--- DATA SHOWN Enclosed Below ---

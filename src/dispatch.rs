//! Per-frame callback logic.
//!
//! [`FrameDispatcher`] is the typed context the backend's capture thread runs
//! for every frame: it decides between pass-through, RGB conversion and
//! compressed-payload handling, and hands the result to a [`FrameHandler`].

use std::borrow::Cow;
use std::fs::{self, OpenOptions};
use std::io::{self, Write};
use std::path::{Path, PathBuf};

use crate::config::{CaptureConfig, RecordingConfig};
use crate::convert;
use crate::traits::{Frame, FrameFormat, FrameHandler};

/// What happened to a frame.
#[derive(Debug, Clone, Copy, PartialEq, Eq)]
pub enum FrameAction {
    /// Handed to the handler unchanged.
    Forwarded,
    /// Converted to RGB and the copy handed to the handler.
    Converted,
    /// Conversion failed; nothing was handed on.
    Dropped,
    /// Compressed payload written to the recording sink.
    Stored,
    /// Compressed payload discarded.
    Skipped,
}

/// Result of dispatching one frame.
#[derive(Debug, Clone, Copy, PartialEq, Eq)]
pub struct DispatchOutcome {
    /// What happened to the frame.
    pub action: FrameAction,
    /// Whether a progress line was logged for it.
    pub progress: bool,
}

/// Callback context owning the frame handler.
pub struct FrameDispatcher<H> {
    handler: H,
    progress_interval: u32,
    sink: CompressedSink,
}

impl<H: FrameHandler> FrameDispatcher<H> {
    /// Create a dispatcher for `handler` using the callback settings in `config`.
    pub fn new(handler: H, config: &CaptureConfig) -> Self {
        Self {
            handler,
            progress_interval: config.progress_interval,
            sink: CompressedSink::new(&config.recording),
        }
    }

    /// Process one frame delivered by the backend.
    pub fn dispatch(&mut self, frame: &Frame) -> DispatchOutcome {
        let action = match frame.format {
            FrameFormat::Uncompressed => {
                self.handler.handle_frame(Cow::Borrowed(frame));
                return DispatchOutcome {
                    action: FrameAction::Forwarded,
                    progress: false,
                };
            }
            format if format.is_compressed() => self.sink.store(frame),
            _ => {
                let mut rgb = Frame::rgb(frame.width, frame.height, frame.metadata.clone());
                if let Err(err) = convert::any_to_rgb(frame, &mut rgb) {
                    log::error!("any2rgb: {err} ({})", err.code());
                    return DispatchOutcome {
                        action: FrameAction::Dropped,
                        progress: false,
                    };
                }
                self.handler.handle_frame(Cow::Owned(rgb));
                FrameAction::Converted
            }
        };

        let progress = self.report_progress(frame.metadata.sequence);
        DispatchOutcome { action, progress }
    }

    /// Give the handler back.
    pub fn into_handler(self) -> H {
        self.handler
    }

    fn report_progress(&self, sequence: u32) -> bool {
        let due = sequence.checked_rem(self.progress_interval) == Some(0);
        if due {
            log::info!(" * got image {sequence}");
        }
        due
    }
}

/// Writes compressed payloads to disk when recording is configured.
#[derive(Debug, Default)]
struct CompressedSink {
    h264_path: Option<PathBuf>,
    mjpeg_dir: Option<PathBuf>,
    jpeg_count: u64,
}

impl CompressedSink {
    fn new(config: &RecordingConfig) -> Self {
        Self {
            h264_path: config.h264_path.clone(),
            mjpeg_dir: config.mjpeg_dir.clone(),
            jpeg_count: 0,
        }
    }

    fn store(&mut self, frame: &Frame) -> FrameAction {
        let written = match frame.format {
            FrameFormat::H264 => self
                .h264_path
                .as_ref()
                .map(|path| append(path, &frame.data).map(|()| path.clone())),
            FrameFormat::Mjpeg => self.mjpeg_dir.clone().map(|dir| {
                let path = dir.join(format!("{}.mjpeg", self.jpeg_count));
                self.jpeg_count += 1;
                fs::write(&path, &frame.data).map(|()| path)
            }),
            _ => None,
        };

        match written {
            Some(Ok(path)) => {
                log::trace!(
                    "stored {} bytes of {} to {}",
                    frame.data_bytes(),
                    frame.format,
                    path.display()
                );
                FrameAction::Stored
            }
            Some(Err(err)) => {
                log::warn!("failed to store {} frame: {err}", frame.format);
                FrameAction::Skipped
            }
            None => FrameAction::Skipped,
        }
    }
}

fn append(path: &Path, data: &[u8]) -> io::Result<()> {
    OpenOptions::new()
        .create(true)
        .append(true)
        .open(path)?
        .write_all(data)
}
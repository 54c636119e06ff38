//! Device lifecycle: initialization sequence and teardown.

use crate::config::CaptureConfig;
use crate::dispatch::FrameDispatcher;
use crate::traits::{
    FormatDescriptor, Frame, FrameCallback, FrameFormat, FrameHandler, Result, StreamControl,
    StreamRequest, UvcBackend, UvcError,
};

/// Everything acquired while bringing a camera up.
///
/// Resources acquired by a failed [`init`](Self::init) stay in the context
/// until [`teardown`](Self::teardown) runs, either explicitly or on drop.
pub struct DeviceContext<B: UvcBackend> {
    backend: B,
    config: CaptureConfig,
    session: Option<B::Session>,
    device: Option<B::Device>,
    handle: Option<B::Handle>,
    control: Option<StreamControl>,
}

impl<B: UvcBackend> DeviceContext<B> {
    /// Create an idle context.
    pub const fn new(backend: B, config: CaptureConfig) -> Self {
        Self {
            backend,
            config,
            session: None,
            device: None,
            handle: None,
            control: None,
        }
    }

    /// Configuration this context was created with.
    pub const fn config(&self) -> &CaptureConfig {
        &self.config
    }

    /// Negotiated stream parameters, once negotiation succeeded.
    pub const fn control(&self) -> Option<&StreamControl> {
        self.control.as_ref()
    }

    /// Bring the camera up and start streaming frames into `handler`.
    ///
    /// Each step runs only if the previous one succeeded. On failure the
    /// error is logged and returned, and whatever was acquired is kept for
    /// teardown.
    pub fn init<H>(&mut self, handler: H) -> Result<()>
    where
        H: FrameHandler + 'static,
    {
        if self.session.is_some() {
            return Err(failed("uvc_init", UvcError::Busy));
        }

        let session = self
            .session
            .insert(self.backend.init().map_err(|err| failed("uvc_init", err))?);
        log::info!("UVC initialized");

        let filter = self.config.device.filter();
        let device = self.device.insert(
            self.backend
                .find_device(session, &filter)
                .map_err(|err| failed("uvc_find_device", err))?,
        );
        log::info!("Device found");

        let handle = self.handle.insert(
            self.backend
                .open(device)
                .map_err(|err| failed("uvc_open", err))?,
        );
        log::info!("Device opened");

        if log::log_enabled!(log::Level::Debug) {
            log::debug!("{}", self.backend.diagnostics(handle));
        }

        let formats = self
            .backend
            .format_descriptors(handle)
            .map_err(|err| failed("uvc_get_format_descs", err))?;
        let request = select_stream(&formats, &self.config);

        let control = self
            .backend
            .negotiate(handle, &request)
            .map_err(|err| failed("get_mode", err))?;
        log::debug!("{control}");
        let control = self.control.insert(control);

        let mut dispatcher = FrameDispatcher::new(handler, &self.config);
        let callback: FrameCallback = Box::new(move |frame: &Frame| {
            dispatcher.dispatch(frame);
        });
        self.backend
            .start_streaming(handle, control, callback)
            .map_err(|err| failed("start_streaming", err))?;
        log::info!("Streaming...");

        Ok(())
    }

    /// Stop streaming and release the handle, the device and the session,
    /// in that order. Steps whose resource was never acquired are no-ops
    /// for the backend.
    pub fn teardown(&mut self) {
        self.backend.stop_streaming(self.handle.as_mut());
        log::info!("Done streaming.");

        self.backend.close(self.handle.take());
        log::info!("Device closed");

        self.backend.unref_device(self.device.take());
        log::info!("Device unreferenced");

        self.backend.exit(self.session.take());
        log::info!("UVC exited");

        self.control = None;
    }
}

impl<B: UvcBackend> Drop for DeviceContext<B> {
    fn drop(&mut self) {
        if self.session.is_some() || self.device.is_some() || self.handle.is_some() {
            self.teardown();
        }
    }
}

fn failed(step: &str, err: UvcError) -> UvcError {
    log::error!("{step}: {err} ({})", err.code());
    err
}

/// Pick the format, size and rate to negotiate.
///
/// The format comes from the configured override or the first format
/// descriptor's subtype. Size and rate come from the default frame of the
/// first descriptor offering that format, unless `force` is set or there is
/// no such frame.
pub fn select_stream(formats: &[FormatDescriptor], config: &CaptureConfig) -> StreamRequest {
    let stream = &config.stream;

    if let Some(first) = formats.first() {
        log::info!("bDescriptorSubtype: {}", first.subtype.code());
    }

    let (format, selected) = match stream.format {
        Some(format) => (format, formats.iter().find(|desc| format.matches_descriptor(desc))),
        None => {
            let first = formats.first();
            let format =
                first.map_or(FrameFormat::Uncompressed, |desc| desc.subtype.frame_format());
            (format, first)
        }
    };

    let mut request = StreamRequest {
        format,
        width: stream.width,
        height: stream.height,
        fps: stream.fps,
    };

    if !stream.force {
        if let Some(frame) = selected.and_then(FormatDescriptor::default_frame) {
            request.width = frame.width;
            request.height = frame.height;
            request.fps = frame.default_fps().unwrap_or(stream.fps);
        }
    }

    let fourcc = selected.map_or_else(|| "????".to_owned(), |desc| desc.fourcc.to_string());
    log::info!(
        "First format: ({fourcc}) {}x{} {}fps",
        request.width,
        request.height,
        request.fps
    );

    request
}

--- End of Enclosed DATA SHOWN ---

*WORK REQUIRED*.
Lines holding "impl": please count them in the data above and reply with the number alone.

*RESPONSE*.
4